#### EXERCISE REQUIREMENTS:
What does the data read, word for word, from the line containing "pub fn from_join_status(status: LinkStatus)" through its final line? Give those lines only.

(Saved data entries)
==============================

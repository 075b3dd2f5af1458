//! Drawing surface trait
//!
//! A rectangular monochrome pixel grid with text and filled-rectangle
//! primitives. Drawing only touches an off-screen buffer; nothing becomes
//! visible until [`Surface::present`].

/// Errors that can occur while presenting a frame
#[derive(Debug, Clone, Copy, PartialEq, Eq)]
#[cfg_attr(feature = "defmt", derive(defmt::Format))]
pub enum SurfaceError {
    /// Bus transfer to the panel failed
    Communication,
    /// Panel not initialized
    NotInitialized,
}

/// Pixel state
#[derive(Debug, Clone, Copy, PartialEq, Eq)]
#[cfg_attr(feature = "defmt", derive(defmt::Format))]
pub enum Ink {
    /// Pixel lit
    On,
    /// Pixel dark
    Off,
}

/// Discrete text sizes
#[derive(Debug, Clone, Copy, PartialEq, Eq, Default)]
#[cfg_attr(feature = "defmt", derive(defmt::Format))]
pub enum TextSize {
    /// Status and list text
    #[default]
    Small,
    /// Marquee text
    Large,
}

/// Off-screen drawing surface
pub trait Surface {
    /// Pixel dimensions (width, height)
    fn size(&self) -> (u16, u16);

    /// Character cell (width, height) in pixels for a text size
    ///
    /// Text is monospaced, so a string's pixel width is its character count
    /// times the cell width.
    fn glyph_size(&self, size: TextSize) -> (u16, u16);

    /// Select the size used by subsequent [`Surface::draw_text`] calls
    fn set_text_size(&mut self, size: TextSize);

    /// Fill a rectangle; parts outside the surface are clipped
    fn fill_rect(&mut self, x: i32, y: i32, width: u16, height: u16, ink: Ink);

    /// Draw lit text with its top-left corner at (x, y), no wrapping
    fn draw_text(&mut self, x: i32, y: i32, text: &str);

    /// Blank the whole surface
    fn clear(&mut self) {
        let (width, height) = self.size();
        self.fill_rect(0, 0, width, height, Ink::Off);
    }

    /// Push the off-screen buffer to the panel
    async fn present(&mut self) -> Result<(), SurfaceError>;
}
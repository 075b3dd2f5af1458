//! Radio and IP stack runners

use cyw43_pio::PioSpi;
use embassy_rp::gpio::Output;
use embassy_rp::peripherals::{DMA_CH0, PIO0};

/// Drives the CYW43439 bus (events, packets, firmware logs)
#[embassy_executor::task]
pub async fn cyw43_task(
    runner: cyw43::Runner<'static, Output<'static>, PioSpi<'static, PIO0, 0, DMA_CH0>>,
) -> ! {
    runner.run().await
}

/// Drives the embassy-net stack (DHCP, DNS, TCP)
#[embassy_executor::task]
pub async fn net_task(mut runner: embassy_net::Runner<'static, cyw43::NetDriver<'static>>) -> ! {
    runner.run().await
}
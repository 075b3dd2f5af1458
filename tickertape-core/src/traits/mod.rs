//! Hardware abstraction traits
//!
//! These traits define the interface between the application logic
//! and hardware-specific implementations (radio, HTTP client, OLED).

pub mod clock;
pub mod network;
pub mod quotes;
pub mod surface;

pub use clock::Clock;
pub use network::{LinkStatus, NetworkInterface, ScanEntry, ScanError, MAX_SSID_LEN};
pub use quotes::{FetchError, MarketStatus, Quote, QuoteSource};
pub use surface::{Ink, Surface, SurfaceError, TextSize};
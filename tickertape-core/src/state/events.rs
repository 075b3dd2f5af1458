//! Events that trigger connectivity transitions

use crate::traits::LinkStatus;

/// Events produced by the network link
#[derive(Debug, Clone, Copy, PartialEq, Eq)]
#[cfg_attr(feature = "defmt", derive(defmt::Format))]
pub enum LinkEvent {
    /// Join completed and the link is up
    Joined,
    /// Join failed because the configured network is not in range
    NoMatchingNetwork,
    /// Join failed for any other reason (status code attached)
    JoinFailed(u8),
    /// Link reported down after having been up
    LinkLost,
}

impl LinkEvent {
    /// Check if this event reports a failed join
    pub fn is_failure(&self) -> bool {
        matches!(self, LinkEvent::NoMatchingNetwork | LinkEvent::JoinFailed(_))
    }

    /// Map the final status of a join attempt to an event
    pub fn from_join_status(status: LinkStatus) -> Self {
        match status {
            LinkStatus::Up => LinkEvent::Joined,
            LinkStatus::NoMatchingNetwork => LinkEvent::NoMatchingNetwork,
            other => LinkEvent::JoinFailed(other.code()),
        }
    }
}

==============================

#### ANSWER BELOW:
    pub fn from_join_status(status: LinkStatus) -> Self {
        match status {
            LinkStatus::Up => LinkEvent::Joined,
            LinkStatus::NoMatchingNetwork => LinkEvent::NoMatchingNetwork,
            other => LinkEvent::JoinFailed(other.code()),
        }
    }
}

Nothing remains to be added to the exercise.